Task prompt: Search the data for the word "navigation" and copy every line that contains it.

Study material:
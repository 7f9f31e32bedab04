use std::cell::RefCell;
use std::rc::Rc;

use log::debug;
use web_sys::Document;

use crate::config::RevealConfig;
use crate::dom::{self, PageElement};
use crate::error::EnhanceError;
use crate::observer::{Entry, Observe, ObserverOptions, Subscriptions, ViewportObserver};
use crate::scheduler::Scheduler;

/// Stagger steps from `data-delay`, fractions allowed. Missing, malformed
/// or negative means no delay.
pub fn delay_steps<E: PageElement>(el: &E) -> f64 {
    el.data("delay")
        .and_then(|raw| raw.trim().parse::<f64>().ok())
        .filter(|steps| steps.is_finite() && *steps > 0.0)
        .unwrap_or(0.0)
}

/// Milliseconds to wait before revealing.
pub fn delay_ms(steps: f64, stagger_ms: u32) -> u32 {
    (steps * f64::from(stagger_ms)).round().min(f64::from(u32::MAX)) as u32
}

/// Reveals each element once, the first time it scrolls into view.
///
/// The subscription ends as soon as the element is seen; the marker class
/// lands `delay × stagger` ms later. The delay is only a cosmetic stagger,
/// so nothing can cancel it.
pub struct RevealController<E> {
    subscriptions: Subscriptions<E>,
    scheduler: Rc<dyn Scheduler>,
    stagger_ms: u32,
    class: String,
}

impl<E: PageElement> RevealController<E> {
    pub fn new(targets: Vec<E>, scheduler: Rc<dyn Scheduler>, config: &RevealConfig) -> Self {
        Self {
            subscriptions: Subscriptions::new(targets),
            scheduler,
            stagger_ms: config.stagger_ms,
            class: config.class.clone(),
        }
    }

    pub fn subscriptions(&self) -> &Subscriptions<E> {
        &self.subscriptions
    }

    pub fn handle(&mut self, entries: Vec<Entry<E>>, observer: &dyn Observe<E>) {
        for entry in entries.into_iter().filter(|e| e.is_intersecting) {
            if !self.subscriptions.end(&entry.target, observer) {
                continue;
            }
            let delay = delay_ms(delay_steps(&entry.target), self.stagger_ms);
            let target = entry.target;
            let class = self.class.clone();
            self.scheduler.after(
                delay,
                Box::new(move || target.add_class(&class)),
            );
        }
    }
}

pub fn install(
    document: &Document,
    scheduler: Rc<dyn Scheduler>,
    config: &RevealConfig,
) -> Result<(), EnhanceError> {
    let targets = dom::query_all(document, &config.selector)?;
    let controller = Rc::new(RefCell::new(RevealController::new(targets, scheduler, config)));
    if controller.borrow().subscriptions().is_empty() {
        return Err(EnhanceError::missing(config.selector.as_str()));
    }

    let handler = controller.clone();
    let observer = ViewportObserver::new(
        &ObserverOptions::new(config.threshold, config.root_margin.as_str()),
        move |entries, observer| handler.borrow_mut().handle(entries, observer),
    );
    if observer.is_inert() {
        return Err(EnhanceError::Unsupported("IntersectionObserver"));
    }
    let controller = controller.borrow();
    controller.subscriptions().attach(&observer);

    debug!("Watching {} reveal elements", controller.subscriptions().len());
    Ok(())
}
use std::rc::Rc;

use log::{debug, info, warn};
use web_sys::{Document, Window};

use crate::bindings::{back_to_top, navigation, newsletter, particles, smooth_scroll};
use crate::config::Config;
use crate::dom::Preferences;
use crate::effects::{active_nav, counter, cursor, reveal};
use crate::error::EnhanceError;
use crate::scheduler::{BrowserScheduler, Scheduler};

/// Installs every enhancement once. Each one stands alone, so a failure is
/// logged and the rest carry on.
pub fn enhance(window: &Window, document: &Document, config: &Config) {
    let prefs = Preferences::detect(window);
    let scheduler: Rc<dyn Scheduler> = Rc::new(BrowserScheduler::new(window.clone()));
    debug!("Preferences: {:?}", prefs);

    if prefs.allows_particles() {
        report("particles", particles::install(document, &config.particles));
    } else {
        debug!("particles: skipped, reduced motion");
    }
    report("navigation", navigation::install(window, document, &config.navigation));
    report("reveal", reveal::install(document, scheduler.clone(), &config.reveal));
    report("counters", counter::install(document, scheduler.clone(), &config.counter));
    report("newsletter", newsletter::install(document, scheduler.clone(), &config.newsletter));
    if prefs.allows_cursor() {
        report("cursor", cursor::install(document, scheduler, &config.cursor));
    } else {
        debug!("cursor: skipped, no hover or reduced motion");
    }
    report("smooth scroll", smooth_scroll::install(document));
    report("active nav", active_nav::install(document, &config.active_nav));
    report("back to top", back_to_top::install(window, document, &config.back_to_top));

    info!("Page enhancements installed");
}

fn report(name: &str, result: Result<(), EnhanceError>) {
    match result {
        Ok(()) => {}
        Err(EnhanceError::Missing(selector)) => debug!("{}: skipped, no {}", name, selector),
        Err(EnhanceError::Unsupported(api)) => debug!("{}: inert, browser has no {}", name, api),
        Err(e) => warn!("{}: {}", name, e),
    }
}
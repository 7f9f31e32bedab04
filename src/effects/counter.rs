use std::cell::RefCell;
use std::rc::Rc;

use log::debug;
use web_sys::js_sys::Number;
use web_sys::Document;

use crate::config::CounterConfig;
use crate::dom::{self, PageElement};
use crate::error::EnhanceError;
use crate::observer::{Entry, Observe, ObserverOptions, Subscriptions, ViewportObserver};
use crate::scheduler::Scheduler;

pub fn ease_out_cubic(progress: f64) -> f64 {
    1.0 - (1.0 - progress).powi(3)
}

/// Reads a leading unsigned integer the way `parseInt` does: leading
/// whitespace is skipped and parsing stops at the first non-digit. Values
/// past `u64::MAX` saturate.
pub fn parse_target(raw: &str) -> Option<u64> {
    let digits: String = raw
        .trim_start()
        .chars()
        .take_while(|c| c.is_ascii_digit())
        .collect();
    if digits.is_empty() {
        return None;
    }
    Some(digits.parse().unwrap_or(u64::MAX))
}

/// Renders a counter value with digit grouping.
pub trait NumberFormat {
    fn format(&self, value: u64) -> String;
}

/// The browser's own grouping, as `Number.prototype.toLocaleString` gives
/// it. `"default"` means the user's locale.
pub struct LocaleFormat {
    locale: String,
}

impl LocaleFormat {
    pub fn new(locale: impl Into<String>) -> Self {
        Self {
            locale: locale.into(),
        }
    }
}

impl NumberFormat for LocaleFormat {
    fn format(&self, value: u64) -> String {
        Number::from(value as f64)
            .to_locale_string(&self.locale)
            .into()
    }
}

/// What a counter shows `elapsed` ms after it started.
#[derive(Clone, Copy, Debug, PartialEq, Eq)]
pub struct Frame {
    pub value: u64,
    pub done: bool,
}

/// Progress is a function of wall-clock time, not of how many frames ran.
pub fn frame_at(target: u64, elapsed: f64, duration: f64) -> Frame {
    let progress = if duration > 0.0 {
        (elapsed.max(0.0) / duration).min(1.0)
    } else {
        1.0
    };
    if progress < 1.0 {
        let value = (ease_out_cubic(progress) * target as f64).floor() as u64;
        Frame {
            value: value.min(target),
            done: false,
        }
    } else {
        // exact target, no flooring undershoot
        Frame {
            value: target,
            done: true,
        }
    }
}

/// A `.stat-number` element: `data-target` plus optional `data-suffix`.
#[derive(Clone, Debug, PartialEq, Eq)]
pub struct CounterSpec {
    pub target: u64,
    pub suffix: String,
}

impl CounterSpec {
    /// A missing or malformed target counts as zero.
    pub fn read<E: PageElement>(el: &E) -> Self {
        Self {
            target: el.data("target").as_deref().and_then(parse_target).unwrap_or(0),
            suffix: el.data("suffix").unwrap_or_default(),
        }
    }
}

struct CounterRun<E> {
    el: E,
    spec: CounterSpec,
    start: f64,
    duration: f64,
    format: Rc<dyn NumberFormat>,
    scheduler: Rc<dyn Scheduler>,
}

impl<E: PageElement> CounterRun<E> {
    fn render(&self, value: u64) {
        self.el
            .set_text(&format!("{}{}", self.format.format(value), self.spec.suffix));
    }

    fn schedule(self: Rc<Self>) {
        let scheduler = self.scheduler.clone();
        scheduler.request_frame(Box::new(move |timestamp: f64| self.step(timestamp)));
    }

    fn step(self: Rc<Self>, timestamp: f64) {
        if self.spec.target == 0 {
            self.render(0);
            return;
        }
        let frame = frame_at(self.spec.target, timestamp - self.start, self.duration);
        self.render(frame.value);
        if !frame.done {
            self.schedule();
        }
    }
}

/// Counts `el` up from zero to its target, one frame at a time.
pub fn animate<E: PageElement>(
    el: E,
    scheduler: Rc<dyn Scheduler>,
    format: Rc<dyn NumberFormat>,
    config: &CounterConfig,
) {
    let run = Rc::new(CounterRun {
        spec: CounterSpec::read(&el),
        el,
        start: scheduler.now(),
        duration: config.duration_ms,
        format,
        scheduler,
    });
    run.schedule();
}

/// Starts each counter the first time it is half visible.
pub struct CounterController<E> {
    subscriptions: Subscriptions<E>,
    scheduler: Rc<dyn Scheduler>,
    format: Rc<dyn NumberFormat>,
    config: CounterConfig,
}

impl<E: PageElement> CounterController<E> {
    pub fn new(
        targets: Vec<E>,
        scheduler: Rc<dyn Scheduler>,
        format: Rc<dyn NumberFormat>,
        config: &CounterConfig,
    ) -> Self {
        Self {
            subscriptions: Subscriptions::new(targets),
            scheduler,
            format,
            config: config.clone(),
        }
    }

    pub fn subscriptions(&self) -> &Subscriptions<E> {
        &self.subscriptions
    }

    pub fn handle(&mut self, entries: Vec<Entry<E>>, observer: &dyn Observe<E>) {
        for entry in entries.into_iter().filter(|e| e.is_intersecting) {
            if self.subscriptions.end(&entry.target, observer) {
                animate(
                    entry.target,
                    self.scheduler.clone(),
                    self.format.clone(),
                    &self.config,
                );
            }
        }
    }
}

pub fn install(
    document: &Document,
    scheduler: Rc<dyn Scheduler>,
    config: &CounterConfig,
) -> Result<(), EnhanceError> {
    let targets = dom::query_all(document, &config.selector)?;
    let format: Rc<dyn NumberFormat> = Rc::new(LocaleFormat::new(config.locale.as_str()));
    let controller = Rc::new(RefCell::new(CounterController::new(targets, scheduler, format, config)));
    if controller.borrow().subscriptions().is_empty() {
        return Err(EnhanceError::missing(config.selector.as_str()));
    }

    let handler = controller.clone();
    let observer = ViewportObserver::new(
        &ObserverOptions::new(config.threshold, ""),
        move |entries, observer| handler.borrow_mut().handle(entries, observer),
    );
    if observer.is_inert() {
        return Err(EnhanceError::Unsupported("IntersectionObserver"));
    }
    let controller = controller.borrow();
    controller.subscriptions().attach(&observer);

    debug!("Watching {} counters", controller.subscriptions().len());
    Ok(())
}
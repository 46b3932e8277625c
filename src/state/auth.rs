use std::sync::Arc;

use serde::Serialize;
use tracing::{info, instrument};

use super::{ScreenStatus, Store, reject, tracked};
use crate::data::Directory;
use crate::error::{DomainError, DomainResult};
use crate::model::User;

#[derive(Debug, Clone, Default, PartialEq, Serialize)]
pub struct AuthState {
    pub email: String,
    #[serde(skip)]
    pub password: String,
    pub current_user: Option<User>,
    pub screen: ScreenStatus,
}

screen_state!(AuthState);

impl AuthState {
    pub fn is_authenticated(&self) -> bool {
        self.current_user.is_some()
    }
}

/// Login form.
pub struct AuthScreen<D> {
    source: Arc<D>,
    store: Store<AuthState>,
}

impl<D: Directory> AuthScreen<D> {
    pub fn new(source: Arc<D>) -> Self {
        Self {
            source,
            store: Store::default(),
        }
    }

    pub fn store(&self) -> &Store<AuthState> {
        &self.store
    }

    pub fn set_email(&self, email: &str) {
        self.store.update(|s| s.email = email.to_string());
    }

    pub fn set_password(&self, password: &str) {
        self.store.update(|s| s.password = password.to_string());
    }

    #[instrument(name = "auth_login", skip(self))]
    pub async fn login(&self) -> DomainResult<User> {
        let (email, password) = self.store.with(|s| (s.email.clone(), s.password.clone()));

        if email.trim().is_empty() {
            return reject(&self.store, DomainError::validation("Please enter your email"));
        }
        if password.is_empty() {
            return reject(&self.store, DomainError::validation("Please enter your password"));
        }

        let user = tracked(
            &self.store,
            self.source.authenticate(&email, &password),
            |s, user: &User| s.current_user = Some(user.clone()),
        )
        .await?;

        info!(user_id = %user.id, role = %user.role, "Login succeeded");
        Ok(user)
    }

    pub fn logout(&self) {
        self.store.update(|s| *s = AuthState::default());
        info!("Logged out");
    }

    pub fn clear_error(&self) {
        self.store.update(|s| s.screen.error_message = None);
    }
}

#[cfg(test)]
mod tests {
    use super::*;
    use crate::data::{MockDataSource, fixtures, mock::MockOptions};
    use crate::utils::clock::FixedClock;

    fn screen() -> AuthScreen<MockDataSource> {
        let clock = Arc::new(FixedClock::new(fixtures::fixture_now()));
        AuthScreen::new(Arc::new(MockDataSource::new(clock, MockOptions::default())))
    }

    #[tokio::test]
    async fn blank_fields_are_rejected_in_order() {
        let auth = screen();
        let err = auth.login().await.unwrap_err();
        assert_eq!(err.user_message(), "Please enter your email");

        auth.set_email("admin@testsolz.com");
        let err = auth.login().await.unwrap_err();
        assert_eq!(err.user_message(), "Please enter your password");
        assert_eq!(
            auth.store().snapshot().screen.error_message.as_deref(),
            Some("Please enter your password")
        );
    }

    #[tokio::test]
    async fn login_and_logout() {
        let auth = screen();
        auth.set_email("admin@testsolz.com");
        auth.set_password("admin123");

        let user = auth.login().await.unwrap();
        let state = auth.store().snapshot();
        assert!(state.is_authenticated());
        assert!(!state.screen.is_loading);
        assert_eq!(state.current_user, Some(user));

        auth.logout();
        let state = auth.store().snapshot();
        assert!(!state.is_authenticated());
        assert!(state.email.is_empty() && state.password.is_empty());
    }

    #[tokio::test]
    async fn wrong_password_sets_error() {
        let auth = screen();
        auth.set_email("mashaal@testsolz.com");
        auth.set_password("nope");
        assert!(auth.login().await.is_err());
        assert_eq!(
            auth.store().snapshot().screen.error_message.as_deref(),
            Some("Invalid email or password")
        );

        auth.clear_error();
        assert!(auth.store().snapshot().screen.error_message.is_none());
    }
}
use std::sync::Arc;

use chrono::NaiveDate;
use serde::Serialize;
use tracing::debug;
use uuid::Uuid;

use super::{ScreenStatus, Store, tracked};
use crate::aggregate::history::{self, MonthStats};
use crate::data::AttendanceSource;
use crate::error::DomainResult;
use crate::model::{Attendance, AttendanceStatus};
use crate::utils::clock::Clock;

#[derive(Debug, Clone, PartialEq, Serialize)]
pub struct HistoryState {
    /// Newest first.
    pub records: Vec<Attendance>,
    /// Any day inside the month being shown.
    pub selected_month: NaiveDate,
    pub selected_date: Option<NaiveDate>,
    pub screen: ScreenStatus,
}

screen_state!(HistoryState);

impl HistoryState {
    pub fn new(today: NaiveDate) -> Self {
        Self {
            records: Vec::new(),
            selected_month: today,
            selected_date: None,
            screen: ScreenStatus::default(),
        }
    }

    pub fn month_label(&self) -> String {
        history::month_label(self.selected_month)
    }

    pub fn days_in_month(&self) -> Vec<NaiveDate> {
        history::days_in_month(self.selected_month)
    }

    pub fn stats(&self) -> MonthStats {
        MonthStats::compute(&self.records, self.selected_month)
    }

    pub fn selected_date_attendance(&self) -> Option<&Attendance> {
        self.selected_date
            .and_then(|date| history::record_for_date(&self.records, date))
    }

    pub fn status_for_date(&self, date: NaiveDate) -> Option<AttendanceStatus> {
        history::status_for_date(&self.records, date)
    }

    pub fn has_attendance_for_date(&self, date: NaiveDate) -> bool {
        history::has_attendance_for_date(&self.records, date)
    }
}

/// Calendar of past attendance with month navigation.
pub struct HistoryScreen<D> {
    source: Arc<D>,
    user_id: Uuid,
    store: Store<HistoryState>,
}

impl<D: AttendanceSource> HistoryScreen<D> {
    pub fn new(source: Arc<D>, clock: Arc<dyn Clock>, user_id: Uuid) -> Self {
        Self {
            source,
            user_id,
            store: Store::new(HistoryState::new(clock.today())),
        }
    }

    pub fn store(&self) -> &Store<HistoryState> {
        &self.store
    }

    pub async fn fetch_history(&self) -> DomainResult<Vec<Attendance>> {
        tracked(
            &self.store,
            self.source.attendance_history(self.user_id),
            |s, records: &Vec<Attendance>| s.records = records.clone(),
        )
        .await
    }

    pub fn previous_month(&self) {
        self.shift(false);
    }

    pub fn next_month(&self) {
        self.shift(true);
    }

    fn shift(&self, forward: bool) {
        self.store.update(|s| {
            if let Some(month) = history::shift_month(s.selected_month, forward) {
                debug!(%month, "Month changed");
                s.selected_month = month;
            }
        });
    }

    pub fn select_date(&self, date: Option<NaiveDate>) {
        self.store.update(|s| s.selected_date = date);
    }
}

Written response:
use crate::bindings::{back_to_top, navigation, newsletter, particles, smooth_scroll};
    report("navigation", navigation::install(window, document, &config.navigation));
/// Calendar of past attendance with month navigation.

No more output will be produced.